Muy pocas competiciones han trabajado tanto por la dinamización de su deporte como el World Padel Tour (WPT). El primer circuito mundial de pádel se ha convertido en piedra angular de la transformación de una de las industrias más sólidas del deporte en España y de una disciplina que sigue expandiéndose a nuevos mercados.

Tanto es así que, la décima temporada del WPT será la más internacional de su historia. No en vano, 16 de sus 27 torneos (incluyendo los de exhibición, Open, Master y Master Final) se disputarán en otros 13 países.

Expansión

La eclosión del pádel a nivel global ha coincidido con la consolidación del circuito en este último lustro y la suma de nuevas sedes en países inéditos e impensables hasta muy poco. Después de la incorporación inicial de Portugal en su primera edición (2013), y de las de Dubái y Mónaco en años posteriores, este deporte comenzó a adquirir una dimensión global en 2017.

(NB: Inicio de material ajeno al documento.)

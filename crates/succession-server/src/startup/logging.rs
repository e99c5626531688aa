//! File-based logging with per-component log files.
//!
//! Every event goes to the root `succession.log`; events are additionally
//! routed by their `tracing` target into component files, all rotated on the
//! same schedule (daily unless `log.rotation` says otherwise):
//!
//! | Log File          | Component                      | Target Prefixes           |
//! |-------------------|--------------------------------|---------------------------|
//! | succession.log    | Root logger (all components)   | (all)                     |
//! | election.log      | Leader election                | succession_consistency    |
//! | registry.log      | Service registry and discovery | succession_naming         |
//! | coordination.log  | Sessions, watches, dispatch    | succession_coordination   |
//!
//! Log files are stored in `~/succession/logs` by default.
//! Override with the `SUCCESSION_LOG_DIR` environment variable or `log.dir` config.

use std::path::PathBuf;
use std::str::FromStr;

use tracing::Level;
use tracing_appender::non_blocking::WorkerGuard;
use tracing_appender::rolling::{RollingFileAppender, Rotation};
use tracing_subscriber::filter::{LevelFilter, Targets};
use tracing_subscriber::layer::SubscriberExt;
use tracing_subscriber::util::SubscriberInitExt;
use tracing_subscriber::{EnvFilter, Layer, Registry, fmt};

/// Internal definition for a component log file.
struct ComponentLogDef {
    file_name: &'static str,
    /// Target module prefixes routed to this file
    targets: &'static [&'static str],
}

const COMPONENT_LOGS: &[ComponentLogDef] = &[
    ComponentLogDef {
        file_name: "election.log",
        targets: &["succession_consistency"],
    },
    ComponentLogDef {
        file_name: "registry.log",
        targets: &["succession_naming"],
    },
    ComponentLogDef {
        file_name: "coordination.log",
        targets: &["succession_coordination"],
    },
];

const ROOT_LOG_FILE: &str = "succession.log";

/// Log rotation policy
#[derive(Debug, Clone, Copy, PartialEq, Eq)]
pub enum LogRotation {
    Daily,
    Hourly,
    /// Never rotate (single file)
    Never,
}

impl FromStr for LogRotation {
    type Err = anyhow::Error;

    fn from_str(s: &str) -> Result<Self, Self::Err> {
        match s.trim().to_lowercase().as_str() {
            "daily" => Ok(LogRotation::Daily),
            "hourly" => Ok(LogRotation::Hourly),
            "never" => Ok(LogRotation::Never),
            other => Err(anyhow::anyhow!("unknown log rotation: {}", other)),
        }
    }
}

impl From<LogRotation> for Rotation {
    fn from(rotation: LogRotation) -> Self {
        match rotation {
            LogRotation::Daily => Rotation::DAILY,
            LogRotation::Hourly => Rotation::HOURLY,
            LogRotation::Never => Rotation::NEVER,
        }
    }
}

/// Logging configuration for the node.
#[derive(Debug, Clone)]
pub struct LoggingConfig {
    /// Base log directory (default: `~/succession/logs`)
    pub log_dir: PathBuf,
    pub console_output: bool,
    pub console_level: Level,
    pub file_logging: bool,
    pub file_level: Level,
    pub rotation: LogRotation,
}

fn default_log_dir() -> PathBuf {
    let home = std::env::var("HOME").unwrap_or_else(|_| "/tmp".to_string());
    PathBuf::from(format!("{}/succession/logs", home))
}

impl Default for LoggingConfig {
    fn default() -> Self {
        Self {
            log_dir: default_log_dir(),
            console_output: true,
            console_level: Level::INFO,
            file_logging: true,
            file_level: Level::INFO,
            rotation: LogRotation::Daily,
        }
    }
}

impl LoggingConfig {
    /// Create from environment variables.
    pub fn from_env() -> Self {
        let log_dir = std::env::var("SUCCESSION_LOG_DIR")
            .map(PathBuf::from)
            .unwrap_or_else(|_| default_log_dir());

        let console_output = std::env::var("SUCCESSION_LOG_CONSOLE")
            .map(|v| v.to_lowercase() != "false" && v != "0")
            .unwrap_or(true);

        let file_logging = std::env::var("SUCCESSION_LOG_FILE")
            .map(|v| v.to_lowercase() == "true" || v == "1")
            .unwrap_or(true);

        let level = std::env::var("SUCCESSION_LOG_LEVEL")
            .ok()
            .and_then(|v| v.parse().ok())
            .unwrap_or(Level::INFO);

        let rotation = std::env::var("SUCCESSION_LOG_ROTATION")
            .ok()
            .and_then(|v| v.parse().ok())
            .unwrap_or(LogRotation::Daily);

        Self {
            log_dir,
            console_output,
            console_level: level,
            file_logging,
            file_level: level,
            rotation,
        }
    }

    /// Create from application configuration values.
    pub fn from_config(
        log_dir: Option<String>,
        console_output: bool,
        file_logging: bool,
        level: &str,
    ) -> Self {
        let level = level.parse().unwrap_or(Level::INFO);

        Self {
            log_dir: log_dir.map(PathBuf::from).unwrap_or_else(default_log_dir),
            console_output,
            console_level: level,
            file_logging,
            file_level: level,
            rotation: LogRotation::Daily,
        }
    }
}

/// Guard that keeps the non-blocking file writers alive.
///
/// Buffered output is flushed when it is dropped.
pub struct LoggingGuard {
    _file_guards: Vec<WorkerGuard>,
}

/// Initialize console and file logging.
///
/// `RUST_LOG` overrides the configured level for the console and the root
/// file. Component files capture everything from their targets.
pub fn init_logging(config: &LoggingConfig) -> anyhow::Result<LoggingGuard> {
    if config.file_logging {
        std::fs::create_dir_all(&config.log_dir)?;
    }

    let mut guards: Vec<WorkerGuard> = Vec::new();
    let mut layers: Vec<Box<dyn Layer<Registry> + Send + Sync>> = Vec::new();

    if config.console_output {
        let filter = EnvFilter::try_from_default_env()
            .unwrap_or_else(|_| EnvFilter::new(config.console_level.to_string()));
        let console_layer = fmt::layer()
            .with_target(true)
            .with_thread_names(true)
            .with_filter(filter);
        layers.push(Box::new(console_layer));
    }

    if config.file_logging {
        let root_appender =
            RollingFileAppender::new(config.rotation.into(), &config.log_dir, ROOT_LOG_FILE);
        let (root_nb, root_guard) = tracing_appender::non_blocking(root_appender);
        guards.push(root_guard);

        let root_filter = EnvFilter::try_from_default_env()
            .unwrap_or_else(|_| EnvFilter::new(config.file_level.to_string()));
        let root_layer = fmt::layer()
            .with_writer(root_nb)
            .with_target(true)
            .with_thread_names(true)
            .with_file(true)
            .with_line_number(true)
            .with_ansi(false)
            .with_filter(root_filter);
        layers.push(Box::new(root_layer));

        for component in COMPONENT_LOGS {
            let appender = RollingFileAppender::new(
                config.rotation.into(),
                &config.log_dir,
                component.file_name,
            );
            let (nb, guard) = tracing_appender::non_blocking(appender);
            guards.push(guard);

            let mut targets = Targets::new();
            for target in component.targets {
                targets = targets.with_target(*target, LevelFilter::TRACE);
            }

            let layer = fmt::layer()
                .with_writer(nb)
                .with_target(true)
                .with_thread_names(true)
                .with_ansi(false)
                .with_filter(targets);
            layers.push(Box::new(layer));
        }
    }

    Registry::default()
        .with(layers)
        .try_init()
        .map_err(|e| anyhow::anyhow!("Failed to initialize logging: {}", e))?;

    if config.file_logging {
        tracing::info!(
            log_dir = %config.log_dir.display(),
            "File logging initialized: {} (root) + {} component log files",
            ROOT_LOG_FILE,
            COMPONENT_LOGS.len()
        );
    }

    Ok(LoggingGuard {
        _file_guards: guards,
    })
}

Ese año, nueve naciones acogieron un torneo WPT en una temporada que supuso el estreno en la élite de esta disciplina en países como Estados Unidos, Francia, Reino Unido, Suecia, Bélgica y Andorra. A ellos se unieron en años sucesivos otros tres mercados estratégicos como México –la cuna del pádel– y Brasil, en 2019; en Italia, en 2020.

Aumento de la popularidad

El pádel se ha convertido en uno de los deportes más practicados. En España, el número de licencias federativas se acercó en a las 100.000 el pasado año y en el resto del planeta se contabilizan ya 8.000 clubs, casi tres veces más de los 2.800 de 2017.

Si 2021 fue el año del regreso a las pistas tras la reducción de las restricciones sanitarias a causa de la pandemia, 2022 será el de la reafirmación del World Padel Tour como un evento deportivo a nivel global. A la espera de una región de Oriente Medio por anunciar, países como Dinamarca, Austria y Holanda también albergarán por primera vez un torneo WPT.

Más patrocinadores y más premios

Desde 2016, incluyendo patrocinios y equipamiento, los ingresos se han disparado desde los 100.000 euros que se embolsaba por aquel entonces el campeón, hasta los 900.000 actuales. Mientras que la facturación de la ‘clase media’, también ha aumentado exponencialmente pasando de los 80.000 euros del décimo clasificado, hasta los 400.000 de hoy.

La expansión global de la competición ha obligado a la reorganización de su estructura interna, que ha pasado de contar con 17 trabajadores en nómina en 2016 a los 36 empleados fijos actuales. Una señal más del liderazgo indiscutible que sigue ejerciendo el World Padel Tour a nivel mundial desde sus oficinas en Madrid.